Collected data
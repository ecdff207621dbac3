use std::fmt;
use std::path::{Component, Path};

use unic_normal::StrNormalForm;
use unic_ucd::GeneralCategory;

/// The separator used between components of an entry name, on every platform.
pub const ENTRY_PATH_SEP: char = '/';

#[derive(Debug, Clone, PartialEq, Eq, thiserror::Error)]
pub enum IntoEntryPathError {
    #[error("path component {0:?} cannot be stored as an entry name")]
    BadComponent(String),
    #[error("path has no components left once normalised")]
    EmptyPath,
}

/// A relative, normalised entry name derived from a filesystem path.
///
/// Names never start with a separator, never contain `.` or `..` components,
/// use `/` between components and are NFC-normalised.
#[derive(Debug, Clone, PartialOrd, Ord, PartialEq, Eq, Hash)]
#[repr(transparent)]
pub struct EntryPath(String);

/// Trims one component and rejects anything a header name can't carry:
/// control characters (NUL included), backslashes, non-space separators.
fn clean_component(raw: &std::ffi::OsStr) -> Result<String, IntoEntryPathError> {
    let bad = || IntoEntryPathError::BadComponent(raw.to_string_lossy().into_owned());
    let text = raw.to_str().ok_or_else(bad)?.trim();

    let forbidden = |c: char| match GeneralCategory::of(c) {
        GeneralCategory::Control => true,
        cat if cat.is_separator() => c != ' ',
        _ => c == '\\',
    };
    if text.is_empty() || text.contains(forbidden) {
        return Err(bad());
    }

    Ok(text.nfc().collect())
}

impl EntryPath {
    /// Resolves `.` and `..` lexically, drops roots and prefixes, and
    /// validates what is left.
    pub fn new<P: AsRef<Path>>(path: P) -> Result<EntryPath, IntoEntryPathError> {
        let mut parts: Vec<String> = Vec::new();

        for component in path.as_ref().components() {
            match component {
                Component::Normal(raw) => parts.push(clean_component(raw)?),
                Component::ParentDir => {
                    parts.pop();
                }
                Component::CurDir | Component::RootDir | Component::Prefix(_) => {}
            }
        }

        if parts.is_empty() {
            return Err(IntoEntryPathError::EmptyPath);
        }

        let mut name = String::with_capacity(parts.iter().map(|p| p.len() + 1).sum());
        for (i, part) in parts.iter().enumerate() {
            if i > 0 {
                name.push(ENTRY_PATH_SEP);
            }
            name.push_str(part);
        }
        Ok(EntryPath(name))
    }

    #[inline(always)]
    pub fn as_str(&self) -> &str {
        &self.0
    }

    pub fn into_string(self) -> String {
        self.0
    }

    pub fn parent(&self) -> Option<EntryPath> {
        self.0
            .rsplit_once(ENTRY_PATH_SEP)
            .map(|(parent, _)| EntryPath(parent.to_owned()))
    }

    pub fn filename(&self) -> &str {
        self.0
            .rsplit_once(ENTRY_PATH_SEP)
            .map_or(self.0.as_str(), |(_, name)| name)
    }

    /// Number of directories above this entry.
    pub fn depth(&self) -> usize {
        self.0.matches(ENTRY_PATH_SEP).count()
    }

    pub fn join<P: AsRef<Path>>(&self, tail: P) -> Result<EntryPath, IntoEntryPathError> {
        EntryPath::new(Path::new(&self.0).join(tail))
    }
}

impl AsRef<str> for EntryPath {
    fn as_ref(&self) -> &str {
        &self.0
    }
}

impl fmt::Display for EntryPath {
    fn fmt(&self, f: &mut fmt::Formatter<'_>) -> fmt::Result {
        f.write_str(&self.0)
    }
}
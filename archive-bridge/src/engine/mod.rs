//! The native archive engine surface.
//!
//! Everything the bridges need from the engine is expressed by the [`Engine`]
//! trait, which mirrors the subset of the libarchive C API used by this crate.
//! Methods take and return raw pointers exactly as the C functions do; the safe
//! layer lives in [`crate::handle`], [`crate::reader`] and [`crate::writer`].

use std::ffi::{CStr, CString};

use libc::{c_char, c_int, c_void, size_t};

#[cfg(feature = "libarchive")]
mod libarchive;
#[cfg(test)]
pub(crate) mod loopback;

#[cfg(feature = "libarchive")]
pub use self::libarchive::Libarchive;

/// Status codes returned by engine calls.
pub mod status {
    use libc::c_int;

    pub const OK: c_int = 0;
    pub const EOF: c_int = 1;
    pub const RETRY: c_int = -10;
    pub const WARN: c_int = -20;
    pub const FAILED: c_int = -25;
    pub const FATAL: c_int = -30;
}

/// File type bits as stored in an entry's mode.
pub mod filetype {
    pub const MASK: u32 = 0o170000;
    pub const REGULAR: u32 = 0o100000;
    pub const SYMLINK: u32 = 0o120000;
    pub const SOCKET: u32 = 0o140000;
    pub const CHARACTER: u32 = 0o020000;
    pub const BLOCK: u32 = 0o060000;
    pub const DIRECTORY: u32 = 0o040000;
    pub const FIFO: u32 = 0o010000;
}

/// Opaque native session.
#[repr(C)]
pub struct RawArchive {
    _private: [u8; 0],
}

/// Opaque native entry header.
#[repr(C)]
pub struct RawEntry {
    _private: [u8; 0],
}

pub type OpenCallback = unsafe extern "C" fn(*mut RawArchive, *mut c_void) -> c_int;
pub type CloseCallback = unsafe extern "C" fn(*mut RawArchive, *mut c_void) -> c_int;
pub type ReadCallback =
    unsafe extern "C" fn(*mut RawArchive, *mut c_void, *mut *const c_void) -> isize;
pub type WriteCallback =
    unsafe extern "C" fn(*mut RawArchive, *mut c_void, *const c_void, size_t) -> isize;
pub type SeekCallback = unsafe extern "C" fn(*mut RawArchive, *mut c_void, i64, c_int) -> i64;

/// The native archive engine.
///
/// # Safety
///
/// Implementors must behave like libarchive with respect to the callback ABI:
/// the client token is passed through unchanged, callbacks are invoked
/// synchronously from within the engine call that needs them, and no callback
/// is invoked after `read_free`/`write_free` returns. Entry pointers returned by
/// `read_next_header` stay valid until the next call on the same session.
#[allow(clippy::missing_safety_doc)]
pub unsafe trait Engine: 'static {
    unsafe fn read_new() -> *mut RawArchive;
    unsafe fn read_support_filter_all(a: *mut RawArchive) -> c_int;
    unsafe fn read_support_format_all(a: *mut RawArchive) -> c_int;
    unsafe fn read_add_passphrase(a: *mut RawArchive, passphrase: *const c_char) -> c_int;
    unsafe fn read_set_seek_callback(a: *mut RawArchive, seek: Option<SeekCallback>) -> c_int;
    unsafe fn read_open(
        a: *mut RawArchive,
        token: *mut c_void,
        open: Option<OpenCallback>,
        read: Option<ReadCallback>,
        close: Option<CloseCallback>,
    ) -> c_int;
    unsafe fn read_open_filename(
        a: *mut RawArchive,
        path: *const c_char,
        block_size: size_t,
    ) -> c_int;
    unsafe fn read_open_memory(a: *mut RawArchive, buf: *const c_void, len: size_t) -> c_int;
    unsafe fn read_next_header(a: *mut RawArchive, entry: *mut *mut RawEntry) -> c_int;
    unsafe fn read_data(a: *mut RawArchive, buf: *mut c_void, len: size_t) -> isize;
    unsafe fn read_data_skip(a: *mut RawArchive) -> c_int;
    unsafe fn read_free(a: *mut RawArchive) -> c_int;

    unsafe fn write_new() -> *mut RawArchive;
    unsafe fn write_set_format(a: *mut RawArchive, code: c_int) -> c_int;
    unsafe fn write_add_filter(a: *mut RawArchive, code: c_int) -> c_int;
    unsafe fn write_set_options(a: *mut RawArchive, options: *const c_char) -> c_int;
    unsafe fn write_set_passphrase(a: *mut RawArchive, passphrase: *const c_char) -> c_int;
    unsafe fn write_open(
        a: *mut RawArchive,
        token: *mut c_void,
        open: Option<OpenCallback>,
        write: Option<WriteCallback>,
        close: Option<CloseCallback>,
    ) -> c_int;
    unsafe fn write_open_filename(a: *mut RawArchive, path: *const c_char) -> c_int;
    unsafe fn write_header(a: *mut RawArchive, entry: *mut RawEntry) -> c_int;
    unsafe fn write_data(a: *mut RawArchive, buf: *const c_void, len: size_t) -> isize;
    unsafe fn write_finish_entry(a: *mut RawArchive) -> c_int;
    unsafe fn write_close(a: *mut RawArchive) -> c_int;
    unsafe fn write_free(a: *mut RawArchive) -> c_int;

    unsafe fn error_string(a: *mut RawArchive) -> *const c_char;
    unsafe fn errno(a: *mut RawArchive) -> c_int;

    unsafe fn entry_new(a: *mut RawArchive) -> *mut RawEntry;
    unsafe fn entry_free(entry: *mut RawEntry);
    /// The pathname as UTF-8, or null when it has no UTF-8 form.
    unsafe fn entry_pathname(entry: *mut RawEntry) -> *const c_char;
    /// The pathname in whatever encoding the archive stored.
    unsafe fn entry_pathname_raw(entry: *mut RawEntry) -> *const c_char;
    unsafe fn entry_set_pathname(entry: *mut RawEntry, name: *const c_char);
    unsafe fn entry_symlink(entry: *mut RawEntry) -> *const c_char;
    unsafe fn entry_set_symlink(entry: *mut RawEntry, target: *const c_char);
    unsafe fn entry_filetype(entry: *mut RawEntry) -> u32;
    unsafe fn entry_set_filetype(entry: *mut RawEntry, filetype: u32);
    unsafe fn entry_perm(entry: *mut RawEntry) -> u32;
    unsafe fn entry_set_perm(entry: *mut RawEntry, perm: u32);
    unsafe fn entry_size(entry: *mut RawEntry) -> i64;
    unsafe fn entry_set_size(entry: *mut RawEntry, size: i64);
    unsafe fn entry_mtime(entry: *mut RawEntry) -> (i64, i64);
    unsafe fn entry_set_mtime(entry: *mut RawEntry, secs: i64, nanos: i64);

    unsafe fn version_string() -> *const c_char;
    unsafe fn zlib_version() -> *const c_char;
    unsafe fn liblzma_version() -> *const c_char;
    unsafe fn bzlib_version() -> *const c_char;
    unsafe fn liblz4_version() -> *const c_char;
    unsafe fn libzstd_version() -> *const c_char;
}

/// Output formats understood by [`Engine::write_set_format`].
#[derive(Debug, Clone, Copy, Eq, PartialEq, Hash)]
pub enum ArchiveFormat {
    Tar,
    Ustar,
    PaxRestricted,
    Pax,
    GnuTar,
    Cpio,
    Zip,
    SevenZip,
    Iso9660,
    Xar,
    Raw,
}

impl Default for ArchiveFormat {
    fn default() -> Self {
        ArchiveFormat::PaxRestricted
    }
}

impl ArchiveFormat {
    pub const fn code(self) -> c_int {
        use ArchiveFormat::*;

        match self {
            Tar => 0x30000,
            Ustar => 0x30001,
            Pax => 0x30002,
            PaxRestricted => 0x30003,
            GnuTar => 0x30004,
            Cpio => 0x10001,
            Iso9660 => 0x40000,
            Zip => 0x50000,
            Raw => 0x90000,
            Xar => 0xA0000,
            SevenZip => 0xE0000,
        }
    }

    /// Whether the engine can protect entries of this format with a passphrase.
    pub const fn supports_encryption(self) -> bool {
        matches!(self, ArchiveFormat::Zip | ArchiveFormat::SevenZip)
    }
}

/// Compression filters applied around the whole archive stream.
#[derive(Debug, Clone, Copy, Eq, PartialEq, Hash)]
pub enum Filter {
    None,
    Gzip,
    Bzip2,
    Compress,
    Lzma,
    Xz,
    Lz4,
    Zstd,
}

impl Default for Filter {
    fn default() -> Self {
        Filter::None
    }
}

impl Filter {
    pub const fn code(self) -> c_int {
        use Filter::*;

        match self {
            None => 0,
            Gzip => 1,
            Bzip2 => 2,
            Compress => 3,
            Lzma => 5,
            Xz => 6,
            Lz4 => 13,
            Zstd => 14,
        }
    }
}

/// Versions of the engine and the codec libraries it was built against.
#[derive(Debug, Clone, Default, Eq, PartialEq)]
pub struct Versions {
    pub engine: Option<String>,
    pub zlib: Option<String>,
    pub liblzma: Option<String>,
    pub bzlib: Option<String>,
    pub liblz4: Option<String>,
    pub libzstd: Option<String>,
}

impl Versions {
    /// True when every codec library reports a version.
    pub fn all_codecs_linked(&self) -> bool {
        self.zlib.is_some()
            && self.liblzma.is_some()
            && self.bzlib.is_some()
            && self.liblz4.is_some()
            && self.libzstd.is_some()
    }
}

pub fn versions<E: Engine>() -> Versions {
    // SAFETY: the version accessors return static strings or null.
    unsafe {
        Versions {
            engine: string_from_ptr(E::version_string()),
            zlib: string_from_ptr(E::zlib_version()),
            liblzma: string_from_ptr(E::liblzma_version()),
            bzlib: string_from_ptr(E::bzlib_version()),
            liblz4: string_from_ptr(E::liblz4_version()),
            libzstd: string_from_ptr(E::libzstd_version()),
        }
    }
}

/// Converts a filesystem path into the nul-terminated form the engine expects.
pub(crate) fn cstring_from_path(path: &std::path::Path) -> crate::Result<CString> {
    #[cfg(unix)]
    let bytes = {
        use std::os::unix::ffi::OsStrExt;
        path.as_os_str().as_bytes().to_vec()
    };
    #[cfg(not(unix))]
    let bytes = path
        .to_str()
        .ok_or_else(|| crate::Error::Config(format!("path is not UTF-8: {}", path.display())))?
        .as_bytes()
        .to_vec();

    CString::new(bytes)
        .map_err(|_| crate::Error::Config(format!("path contains a nul byte: {}", path.display())))
}

/// Copies a nul-terminated engine string, lossily decoding invalid UTF-8.
///
/// # Safety
/// `ptr` must be null or point to a nul-terminated string valid for the call.
pub(crate) unsafe fn string_from_ptr(ptr: *const c_char) -> Option<String> {
    if ptr.is_null() {
        return None;
    }
    Some(CStr::from_ptr(ptr).to_string_lossy().into_owned())
}
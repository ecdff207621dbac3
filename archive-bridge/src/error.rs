use std::path::PathBuf;

use libc::c_int;

use crate::engine::{self, Engine, RawArchive};
use crate::path::IntoEntryPathError;

pub type Result<T> = std::result::Result<T, Error>;

/// Broad classes of failure, for callers that only need to branch on the kind.
#[derive(Debug, Clone, Copy, Eq, PartialEq, Hash)]
pub enum ErrorKind {
    Resource,
    Protocol,
    Io,
    Configuration,
    Cursor,
}

#[derive(Debug, thiserror::Error)]
pub enum Error {
    #[error("The archive engine did not return a session handle.")]
    HandleCreation,

    #[error("The archive session has already been released.")]
    Released,

    #[error("Archive engine failed (status {status}, errno {errno}): {message}")]
    Protocol {
        status: c_int,
        errno: c_int,
        message: String,
    },

    #[error("Archive engine stopped accepting data after {written} of {expected} bytes: {message}")]
    ShortWrite {
        written: u64,
        expected: u64,
        message: String,
    },

    #[error(transparent)]
    Io(#[from] std::io::Error),

    #[error("Invalid configuration: {0}")]
    Config(String),

    #[error("Operation not supported: {0}")]
    Unsupported(&'static str),

    #[error("Invalid entry name. Name: '{0}'")]
    InvalidName(String),

    #[error("Cannot derive an entry name from path. Path: '{}'", .1.display())]
    InvalidPath(#[source] IntoEntryPathError, PathBuf),

    #[error("Entry is no longer current, the cursor has moved past it. Name: '{name}'")]
    StaleEntry { name: String },
}

impl Error {
    pub fn kind(&self) -> ErrorKind {
        match self {
            Error::HandleCreation | Error::Released => ErrorKind::Resource,
            Error::Protocol { .. } | Error::ShortWrite { .. } => ErrorKind::Protocol,
            Error::Io(_) => ErrorKind::Io,
            Error::Config(_)
            | Error::Unsupported(_)
            | Error::InvalidName(_)
            | Error::InvalidPath(..) => ErrorKind::Configuration,
            Error::StaleEntry { .. } => ErrorKind::Cursor,
        }
    }
}

impl From<Error> for std::io::Error {
    fn from(err: Error) -> Self {
        match err {
            Error::Io(err) => err,
            Error::Unsupported(_) => std::io::Error::new(std::io::ErrorKind::Unsupported, err),
            Error::InvalidName(_) | Error::InvalidPath(..) | Error::Config(_) => {
                std::io::Error::new(std::io::ErrorKind::InvalidInput, err)
            }
            other => std::io::Error::other(other),
        }
    }
}

/// Reads the engine's last error for `a`.
///
/// # Safety
/// `a` must be a live session pointer.
pub(crate) unsafe fn last_error<E: Engine>(a: *mut RawArchive) -> (c_int, Option<String>) {
    (E::errno(a), engine::string_from_ptr(E::error_string(a)))
}

/// Maps a non-success status into a protocol error carrying the engine's text.
///
/// # Safety
/// `a` must be a live session pointer.
pub(crate) unsafe fn protocol_error<E: Engine>(a: *mut RawArchive, status: c_int) -> Error {
    let (errno, message) = last_error::<E>(a);
    Error::Protocol {
        status,
        errno,
        message: message.unwrap_or_else(|| format!("no error message (status {})", status)),
    }
}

Prompt: Find each line in the records that includes the word "BadComponent". Report the total and nothing more.

Solution to the exercise: 2